25 Words that Simply Don't Exist in English - fryed7
http://sobadsogood.com/2012/04/29/25-words-that-simply-dont-exist-in-english/

======
mistercow
I have to object "arigatameiwaku". First off, it's really two words:
"arigata", which means (in this context) "appreciated", and "meiwaku", which
really is a word that we don't exactly have in English but roughly means
"annoyance", and is tightly coupled with Japanese cultural concepts of
societal acceptance.

Secondly, we do, in fact, have a very closely related term in English: "white
elephant".

------
felixr
Regarding two of the German words: I don't know if I have ever heard somebody
using "Backpfeifengesicht" recently, but I have heard the english term 'fist
magnet', which I think is pretty much the same.
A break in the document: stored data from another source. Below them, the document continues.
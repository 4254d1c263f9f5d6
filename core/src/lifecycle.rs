//! Process-wide transport setup and teardown.
//!
//! # Contract
//! The owning process calls [`global_init`] once before any exchange and
//! [`global_cleanup`] once after the last one, on a single thread, with no
//! exchanges in flight. Neither call is thread-safe. Repeating a call is the
//! transport's concern; this module adds no state of its own.
//!
//! [`GlobalGuard`] ties cleanup to a scope for processes that prefer RAII.

use tracing::{error, info};

use crate::error::Failure;
use crate::transport::Transport;

/// Initialize the transport's process-wide state.
///
/// Any non-zero code from the transport becomes [`Failure::Init`], which
/// always carries the same sentinel code.
pub fn global_init<T: Transport + ?Sized>(transport: &T) -> Result<(), Failure> {
    match transport.global_init() {
        0 => {
            info!("transport initialized");
            Ok(())
        }
        code => {
            error!(code, "transport global initialization failed");
            Err(Failure::Init)
        }
    }
}

/// Tear down the transport's process-wide state.
pub fn global_cleanup<T: Transport + ?Sized>(transport: &T) {
    transport.global_cleanup();
    info!("transport cleaned up");
}

/// Runs [`global_cleanup`] when dropped.
pub struct GlobalGuard<'a, T: Transport + ?Sized> {
    transport: &'a T,
}

impl<'a, T: Transport + ?Sized> GlobalGuard<'a, T> {
    pub fn acquire(transport: &'a T) -> Result<Self, Failure> {
        global_init(transport)?;
        Ok(Self { transport })
    }
}

impl<T: Transport + ?Sized> Drop for GlobalGuard<'_, T> {
    fn drop(&mut self) {
        global_cleanup(self.transport);
    }
}
//! End-to-end exchanges against the live mock server.
//!
//! # Design
//! Starts the mock server on a random port, then drives the facade through a
//! small ureq-backed `Transport`. The transport rebuilds a raw header block
//! from ureq's parsed response so the header decoder runs on real server
//! output.

use std::net::SocketAddr;

use facade_core::{
    exchange, Client, Failure, GlobalGuard, HttpMethod, RawOutcome, Request, Settings, Transport,
    TransportCall,
};
use mock_server::Echo;

struct UreqTransport {
    agent: ureq::Agent,
}

impl UreqTransport {
    fn new() -> Self {
        let agent = ureq::Agent::config_builder()
            .http_status_as_error(false)
            .build()
            .new_agent();
        Self { agent }
    }
}

fn with_headers<B>(mut builder: ureq::RequestBuilder<B>, lines: &[String]) -> ureq::RequestBuilder<B> {
    for line in lines {
        if let Some((name, value)) = line.split_once(": ") {
            builder = builder.header(name, value);
        }
    }
    builder
}

impl Transport for UreqTransport {
    fn execute(&self, call: &TransportCall<'_>) -> RawOutcome {
        let url = call.url;
        let result = match HttpMethod::from(call.method) {
            HttpMethod::Get => with_headers(self.agent.get(url), call.headers).call(),
            HttpMethod::Head => with_headers(self.agent.head(url), call.headers).call(),
            HttpMethod::Delete => with_headers(self.agent.delete(url), call.headers).call(),
            HttpMethod::Post => with_headers(self.agent.post(url), call.headers).send(call.body.as_bytes()),
            HttpMethod::Put => with_headers(self.agent.put(url), call.headers).send(call.body.as_bytes()),
            HttpMethod::Patch => with_headers(self.agent.patch(url), call.headers).send(call.body.as_bytes()),
            _ => {
                return RawOutcome {
                    error_code: 1,
                    ..RawOutcome::default()
                }
            }
        };

        let mut response = match result {
            Ok(response) => response,
            Err(_) => {
                return RawOutcome {
                    error_code: -1,
                    ..RawOutcome::default()
                }
            }
        };

        let status = response.status();
        let mut raw = format!(
            "{:?} {} {}\r\n",
            response.version(),
            status.as_u16(),
            status.canonical_reason().unwrap_or("")
        );
        for (name, value) in response.headers() {
            raw.push_str(&format!("{}: {}\r\n", name, value.to_str().unwrap_or("")));
        }
        let body = response.body_mut().read_to_string().unwrap_or_default();

        RawOutcome {
            status_code: status.as_u16(),
            raw_headers: Some(raw),
            body,
            error_code: 0,
        }
    }

    fn error_message(&self, code: i32) -> String {
        match code {
            1 => "unsupported protocol".to_string(),
            _ => format!("ureq error {code}"),
        }
    }

    fn global_init(&self) -> i32 {
        0
    }

    fn global_cleanup(&self) {}
}

fn start_server() -> SocketAddr {
    let std_listener = std::net::TcpListener::bind("127.0.0.1:0").unwrap();
    let addr = std_listener.local_addr().unwrap();
    std_listener.set_nonblocking(true).unwrap();

    std::thread::spawn(move || {
        let rt = tokio::runtime::Builder::new_current_thread()
            .enable_all()
            .build()
            .unwrap();
        rt.block_on(async {
            let listener = tokio::net::TcpListener::from_std(std_listener).unwrap();
            mock_server::run(listener).await
        })
        .unwrap();
    });

    addr
}

#[test]
fn exchange_lifecycle() {
    let addr = start_server();
    let transport = UreqTransport::new();
    let _guard = GlobalGuard::acquire(&transport).unwrap();
    let client = Client::new(&transport, Settings::default());

    // Request headers and body reach the server.
    let request = Request::post(format!("http://{addr}/echo"))
        .header("X-Trace", "abc")
        .bearer_auth("s3cret")
        .body("hello");
    let response = client.exchange(&request).unwrap();
    assert_eq!(response.status, 200);
    assert_eq!(response.header("Content-Type"), Some("application/json"));
    let echo: Echo = response.json().unwrap();
    assert_eq!(echo.method, "POST");
    assert_eq!(echo.headers.get("x-trace").map(String::as_str), Some("abc"));
    assert_eq!(
        echo.headers.get("authorization").map(String::as_str),
        Some("Bearer s3cret")
    );
    assert_eq!(echo.body, "hello");

    // Server-set headers are decoded from the raw block.
    let response = client.exchange(&Request::get(format!("http://{addr}/headers"))).unwrap();
    assert_eq!(response.header("X-Mock"), Some("yes"));
    assert_eq!(response.header("x-request-id"), Some("42"));
    assert_eq!(response.body, "headers");

    // Error statuses are responses, not failures.
    let response = client.exchange(&Request::get(format!("http://{addr}/status/404"))).unwrap();
    assert_eq!(response.status, 404);
    assert!(!response.is_success());
    assert_eq!(response.body, "status 404");

    // JSON bodies round-trip through the echo route.
    let request = Request::put(format!("http://{addr}/echo"))
        .json(&serde_json::json!({"title": "Buy milk"}))
        .unwrap();
    let echo: Echo = client.exchange(&request).unwrap().json().unwrap();
    assert_eq!(echo.method, "PUT");
    let sent: serde_json::Value = serde_json::from_str(&echo.body).unwrap();
    assert_eq!(sent["title"], "Buy milk");
}

#[test]
fn unreachable_host_is_no_response() {
    // Grab a free port, then release it so nothing is listening.
    let addr = std::net::TcpListener::bind("127.0.0.1:0")
        .unwrap()
        .local_addr()
        .unwrap();
    let url = format!("http://{addr}/echo");

    let err = exchange(&UreqTransport::new(), &Request::get(url.clone()), &Settings::default())
        .unwrap_err();
    assert_eq!(err, Failure::NoResponse { url });
    assert_eq!(err.code(), -1);
}

#[test]
fn unsupported_method_is_transport_error() {
    let err = exchange(
        &UreqTransport::new(),
        &Request::new("PROPFIND", "http://127.0.0.1:1/"),
        &Settings::default(),
    )
    .unwrap_err();
    assert_eq!(
        err,
        Failure::Transport {
            code: 1,
            message: "unsupported protocol".to_string()
        }
    );
}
And "Waldeinsamkeit" is a word
I have never heard before and I do not see how this is "handy" (as the post's
original title suggests).

If you are really looking for good words that don't exist english, you should
read Douglas Adam's "The Deeper Meaning of Liff"

------
philsnow
They've never heard a girl called a "butterface", I guess. e.g. "She looks
good (from the neck down / from behind), but her _face_..."

------
twiceaday
The Russian "Pochemuchka" is a portmanteau. "Pochemu" translates to "why" or
"how come" and "chka" is a common ending for something small or someone
little, usually a girl. Its not really a word, just a use of a suffix. You can
modify most words like this. For example car is "machina", little car is
"machinachka". There isn't an English word for little car but so what?

------
tzs
I don't think we need a word for Backpfeifengesicht. We can just say that's a
face needing fist. "face needing fist" is actually one character shorter than
Backpfeifengesicht.

For L’esprit de l’escalier, the phrase "jerk store" would probably be
sufficient to convey that sentiment for anyone familiar with the Seinfeld TV
series.

------
zoidb
Hm, since when is "duende" not an english word? I'm pretty sure we borrowed
that one and it's not _that_ uncommon. The dictionary definition that I'm
aware of differs slightly from the definition given though the spirit of the
word is similar.

------
drallison
<http://j-klein.blogspot.com/2011/05/its-dinglehopper.html> covers much the
same ground with illustrations.

------
Mz
Schadenfreude is one I am familiar with as an adopted English word.

Desenrascanco: They gave the English equivalent: "to Macgyver it".

Guanxi: We call that "goodwill".

Nunchi: Social savvy. It's opposite is called socially awkward or gets labeled
as ASD (and, no, I am not joking).